Light FM Approximate Nearest Neighbours (ANN) example

In this notebook, we'll be building a hybrid LightFM model on the example movielens dataset.

We'll then store the item and user vectors, and build an ANN index over these for fast querying at scale. This technique can produce < 50ms response-times across millions of items.

We'll look at two popular ANN libraries, Annoy and NMSlib, and compare their performance.

Dependencies:

Annoy - https://github.com/spotify/annoy
NMSLIB - https://github.com/searchivarius/nmslib/tree/master/python_bindings

Firstly, let's import the data and build the Light FM model, as per the example in the docs:



In [1]:

    
%matplotlib inline
import numpy as np
import pandas as pd
from sklearn.metrics import pairwise_distances
import time
from lightfm.datasets import fetch_movielens

movielens = fetch_movielens()









    



/Users/lester/anaconda2/lib/python2.7/site-packages/lightfm/_lightfm_fast.py:9: UserWarning: LightFM was compiled without OpenMP support.
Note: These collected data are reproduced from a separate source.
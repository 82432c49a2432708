//! End-to-end tests over a live HTTP server.

use std::sync::Arc;
use std::time::Duration;

use reqwest::multipart::{Form, Part};
use reqwest::StatusCode;
use serde_json::{json, Value};

use control_plane::api::{self, AppState};
use control_plane::bundle;
use control_plane::certs::CertificateManager;
use control_plane::config::schema::ConfigKey;
use control_plane::orchestrator::{NodeId, NodeRecord};
use control_plane::store::ConfigDocument;

mod common;

const API_KEY: &str = "test-key";

async fn spawn_api() -> String {
    let store = common::new_store();
    let (orchestrator, _, _) = common::new_orchestrator(&store);
    orchestrator.spawn_change_listener(store.subscribe());
    let certs = Arc::new(CertificateManager::new(common::temp_dir("certs")).unwrap());

    let state = AppState {
        store,
        certs,
        orchestrator,
        api_key: API_KEY.to_string(),
    };
    let app = api::router(state, Duration::from_secs(5));

    let listener = tokio::net::TcpListener::bind("127.0.0.1:0")
        .await
        .unwrap();
    let addr = listener.local_addr().unwrap();
    tokio::spawn(async move {
        axum::serve(listener, app).await.unwrap();
    });
    format!("http://{addr}")
}

fn client() -> reqwest::Client {
    reqwest::Client::builder().no_proxy().build().unwrap()
}

#[tokio::test]
async fn api_requires_a_bearer_key_but_healthz_stays_open() {
    let base = spawn_api().await;
    let client = client();

    let res = client.get(format!("{base}/healthz")).send().await.unwrap();
    assert_eq!(res.status(), StatusCode::OK);

    let res = client
        .get(format!("{base}/api/nodes"))
        .send()
        .await
        .unwrap();
    assert_eq!(res.status(), StatusCode::UNAUTHORIZED);

    let res = client
        .get(format!("{base}/api/nodes"))
        .bearer_auth("wrong-key")
        .send()
        .await
        .unwrap();
    assert_eq!(res.status(), StatusCode::UNAUTHORIZED);

    let res = client
        .get(format!("{base}/api/nodes"))
        .bearer_auth(API_KEY)
        .send()
        .await
        .unwrap();
    assert_eq!(res.status(), StatusCode::OK);
}

#[tokio::test]
async fn socks5_reads_mask_the_stored_password() {
    let base = spawn_api().await;
    let client = client();

    let res = client
        .put(format!("{base}/api/socks5"))
        .bearer_auth(API_KEY)
        .json(&json!({
            "listen": "127.0.0.1:1080",
            "username": "user",
            "password": "hunter2",
        }))
        .send()
        .await
        .unwrap();
    assert_eq!(res.status(), StatusCode::OK);

    let body: Value = client
        .get(format!("{base}/api/socks5"))
        .bearer_auth(API_KEY)
        .send()
        .await
        .unwrap()
        .json()
        .await
        .unwrap();
    assert_eq!(body["payload"]["username"], "user");
    assert_eq!(body["payload"]["password"], "******");
}

#[tokio::test]
async fn stale_batch_update_gets_a_conflict_status() {
    let base = spawn_api().await;
    let client = client();

    let update = json!([{
        "key": "socks5",
        "payload": { "type": "socks5", "listen": "127.0.0.1:1080" },
        "expected_version": 1,
    }]);

    let res = client
        .put(format!("{base}/api/config"))
        .bearer_auth(API_KEY)
        .json(&update)
        .send()
        .await
        .unwrap();
    assert_eq!(res.status(), StatusCode::OK);

    // Same expected_version again: somebody else already won.
    let res = client
        .put(format!("{base}/api/config"))
        .bearer_auth(API_KEY)
        .json(&update)
        .send()
        .await
        .unwrap();
    assert_eq!(res.status(), StatusCode::CONFLICT);
}

#[tokio::test]
async fn invalid_payload_is_rejected_with_the_field_named() {
    let base = spawn_api().await;
    let client = client();

    let res = client
        .put(format!("{base}/api/socks5"))
        .bearer_auth(API_KEY)
        .json(&json!({ "listen": "no-port-here" }))
        .send()
        .await
        .unwrap();
    assert_eq!(res.status(), StatusCode::UNPROCESSABLE_ENTITY);
    let body: Value = res.json().await.unwrap();
    assert!(body["error"].as_str().unwrap().contains("listen"));
}

#[tokio::test]
async fn unknown_config_keys_are_not_found() {
    let base = spawn_api().await;
    let client = client();

    let res = client
        .get(format!("{base}/api/config/bogus"))
        .bearer_auth(API_KEY)
        .send()
        .await
        .unwrap();
    assert_eq!(res.status(), StatusCode::NOT_FOUND);
    let body: Value = res.json().await.unwrap();
    assert!(body["error"].as_str().unwrap().contains("bogus"));

    let res = client
        .get(format!("{base}/api/export/bogus"))
        .bearer_auth(API_KEY)
        .send()
        .await
        .unwrap();
    assert_eq!(res.status(), StatusCode::NOT_FOUND);
}

#[tokio::test]
async fn export_then_import_bumps_the_version() {
    let base = spawn_api().await;
    let client = client();

    let res = client
        .get(format!("{base}/api/export/socks5"))
        .bearer_auth(API_KEY)
        .send()
        .await
        .unwrap();
    assert_eq!(res.status(), StatusCode::OK);
    assert!(res
        .headers()
        .get("content-disposition")
        .unwrap()
        .to_str()
        .unwrap()
        .contains("socks5"));

    // Default socks5 has an empty listen, which fails import validation;
    // commit a real one first and export again.
    client
        .put(format!("{base}/api/socks5"))
        .bearer_auth(API_KEY)
        .json(&json!({ "listen": "127.0.0.1:1080" }))
        .send()
        .await
        .unwrap();
    let bundle_bytes = client
        .get(format!("{base}/api/export/socks5"))
        .bearer_auth(API_KEY)
        .send()
        .await
        .unwrap()
        .bytes()
        .await
        .unwrap();
    assert_ne!(bundle_bytes.len(), 0);

    let form = Form::new().part(
        "file",
        Part::bytes(bundle_bytes.to_vec()).file_name("socks5.bin"),
    );
    let res = client
        .post(format!("{base}/api/import"))
        .bearer_auth(API_KEY)
        .multipart(form)
        .send()
        .await
        .unwrap();
    assert_eq!(res.status(), StatusCode::OK);
    let body: Value = res.json().await.unwrap();
    assert_eq!(body["key"], "socks5");
    assert_eq!(body["version"], 3);
}

#[tokio::test]
async fn full_import_with_one_invalid_document_commits_nothing() {
    let base = spawn_api().await;
    let client = client();

    // The socks5 listen has no port, so validation must fail the whole
    // import before any document lands.
    let documents = vec![
        ConfigDocument {
            key: ConfigKey::Hysteria2Node1,
            payload: common::hysteria2_payload("0.0.0.0:443"),
            version: 9,
        },
        ConfigDocument {
            key: ConfigKey::Socks5,
            payload: common::socks5_payload("nonsense"),
            version: 9,
        },
    ];
    let bytes = bundle::encode_full(&documents, &[], &[]).unwrap();

    let form = Form::new().part("file", Part::bytes(bytes.to_vec()).file_name("full.bin"));
    let res = client
        .post(format!("{base}/api/import/full"))
        .bearer_auth(API_KEY)
        .multipart(form)
        .send()
        .await
        .unwrap();
    assert_eq!(res.status(), StatusCode::UNPROCESSABLE_ENTITY);

    let body: Value = client
        .get(format!("{base}/api/config"))
        .bearer_auth(API_KEY)
        .send()
        .await
        .unwrap()
        .json()
        .await
        .unwrap();
    for doc in body.as_array().unwrap() {
        assert_eq!(doc["version"], 1, "document {} changed", doc["key"]);
    }
}

#[tokio::test]
async fn full_import_commits_documents_and_reconciles_nodes() {
    let base = spawn_api().await;
    let client = client();

    let documents = vec![
        ConfigDocument {
            key: ConfigKey::Hysteria2Node1,
            payload: common::hysteria2_payload("0.0.0.0:443"),
            version: 42,
        },
        ConfigDocument {
            key: ConfigKey::Socks5,
            payload: common::socks5_payload("127.0.0.1:1080"),
            version: 42,
        },
    ];
    let nodes = vec![NodeRecord {
        node: NodeId::Node2,
        enabled: true,
        remark: "imported".into(),
    }];
    let bytes = bundle::encode_full(&documents, &nodes, &[]).unwrap();

    let form = Form::new().part("file", Part::bytes(bytes.to_vec()).file_name("full.bin"));
    let res = client
        .post(format!("{base}/api/import/full"))
        .bearer_auth(API_KEY)
        .multipart(form)
        .send()
        .await
        .unwrap();
    assert_eq!(res.status(), StatusCode::OK);
    let body: Value = res.json().await.unwrap();
    assert_eq!(body[0]["key"], "hysteria2_node1");
    assert_eq!(body[1]["key"], "socks5");
    assert_eq!(body[1]["version"], 2);

    let body: Value = client
        .get(format!("{base}/api/nodes/node2"))
        .bearer_auth(API_KEY)
        .send()
        .await
        .unwrap()
        .json()
        .await
        .unwrap();
    assert_eq!(body["enabled"], true);
    assert_eq!(body["remark"], "imported");
    assert_eq!(body["port"], 444);
}

#[tokio::test]
async fn import_rejects_garbage_uploads() {
    let base = spawn_api().await;
    let client = client();

    let form = Form::new().part("file", Part::bytes(vec![0u8; 32]).file_name("junk.bin"));
    let res = client
        .post(format!("{base}/api/import"))
        .bearer_auth(API_KEY)
        .multipart(form)
        .send()
        .await
        .unwrap();
    assert_eq!(res.status(), StatusCode::BAD_REQUEST);
}

#[tokio::test]
async fn cert_upload_checks_extension_and_pem_structure() {
    let base = spawn_api().await;
    let client = client();

    let pem = b"-----BEGIN CERTIFICATE-----\nMIIBszCCAVmgAwIBAgIUfQ==\n-----END CERTIFICATE-----\n";
    let form = Form::new().part("file", Part::bytes(pem.to_vec()).file_name("proxy.crt"));
    let res = client
        .post(format!("{base}/api/certs"))
        .bearer_auth(API_KEY)
        .multipart(form)
        .send()
        .await
        .unwrap();
    assert_eq!(res.status(), StatusCode::OK);
    let body: Value = res.json().await.unwrap();
    assert!(body["path"].as_str().unwrap().ends_with("proxy.crt"));

    let form = Form::new().part("file", Part::bytes(pem.to_vec()).file_name("notes.txt"));
    let res = client
        .post(format!("{base}/api/certs"))
        .bearer_auth(API_KEY)
        .multipart(form)
        .send()
        .await
        .unwrap();
    assert_eq!(res.status(), StatusCode::UNPROCESSABLE_ENTITY);

    let form = Form::new().part(
        "file",
        Part::bytes(b"not pem at all".to_vec()).file_name("bad.crt"),
    );
    let res = client
        .post(format!("{base}/api/certs"))
        .bearer_auth(API_KEY)
        .multipart(form)
        .send()
        .await
        .unwrap();
    assert_eq!(res.status(), StatusCode::UNPROCESSABLE_ENTITY);
}

#[tokio::test]
async fn node2_toggle_without_socks5_fails_and_succeeds_after_configuring() {
    let base = spawn_api().await;
    let client = client();

    let res = client
        .post(format!("{base}/api/nodes/node2/toggle"))
        .bearer_auth(API_KEY)
        .json(&json!({ "enable": true }))
        .send()
        .await
        .unwrap();
    assert_eq!(res.status(), StatusCode::UNPROCESSABLE_ENTITY);

    client
        .put(format!("{base}/api/socks5"))
        .bearer_auth(API_KEY)
        .json(&json!({ "listen": "127.0.0.1:1080" }))
        .send()
        .await
        .unwrap();

    let res = client
        .post(format!("{base}/api/nodes/node2/toggle"))
        .bearer_auth(API_KEY)
        .json(&json!({ "enable": true, "remark": "backup exit" }))
        .send()
        .await
        .unwrap();
    assert_eq!(res.status(), StatusCode::OK);
    let body: Value = res.json().await.unwrap();
    assert_eq!(body["enabled"], true);
    assert_eq!(body["remark"], "backup exit");

    let body: Value = client
        .get(format!("{base}/api/nodes/node2"))
        .bearer_auth(API_KEY)
        .send()
        .await
        .unwrap()
        .json()
        .await
        .unwrap();
    assert_eq!(body["status"], "enabled");
}

#[tokio::test]
async fn restart_is_reported_per_node() {
    let base = spawn_api().await;
    let client = client();

    // Only node1 is enabled by default and the mock restarts cleanly.
    let res = client
        .post(format!("{base}/api/server/restart"))
        .bearer_auth(API_KEY)
        .send()
        .await
        .unwrap();
    assert_eq!(res.status(), StatusCode::OK);

    let body: Value = client
        .get(format!("{base}/api/nodes"))
        .bearer_auth(API_KEY)
        .send()
        .await
        .unwrap()
        .json()
        .await
        .unwrap();
    let nodes = body.as_array().unwrap();
    assert_eq!(nodes.len(), 2);
    assert_eq!(nodes[0]["node_id"], "node1");
    assert_eq!(nodes[0]["running"], true);
}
Only a single thread will be used.
  warnings.warn('LightFM was compiled without OpenMP support. '



In [2]:

    
for key, value in movielens.items():
    print(key, type(value), value.shape)









    



('test', <class 'scipy.sparse.coo.coo_matrix'>, (943, 1682))
('item_features', <class 'scipy.sparse.csr.csr_matrix'>, (1682, 1682))
('train', <class 'scipy.sparse.coo.coo_matrix'>, (943, 1682))
('item_labels', <type 'numpy.ndarray'>, (1682,))
('item_feature_labels', <type 'numpy.ndarray'>, (1682,))



In [3]:

    
train = movielens['train']
test = movielens['test']



In [4]:

    
from lightfm import LightFM
from lightfm.evaluation import precision_at_k
from lightfm.evaluation import auc_score

model = LightFM(learning_rate=0.05, loss='warp', no_components=64, item_alpha=0.001)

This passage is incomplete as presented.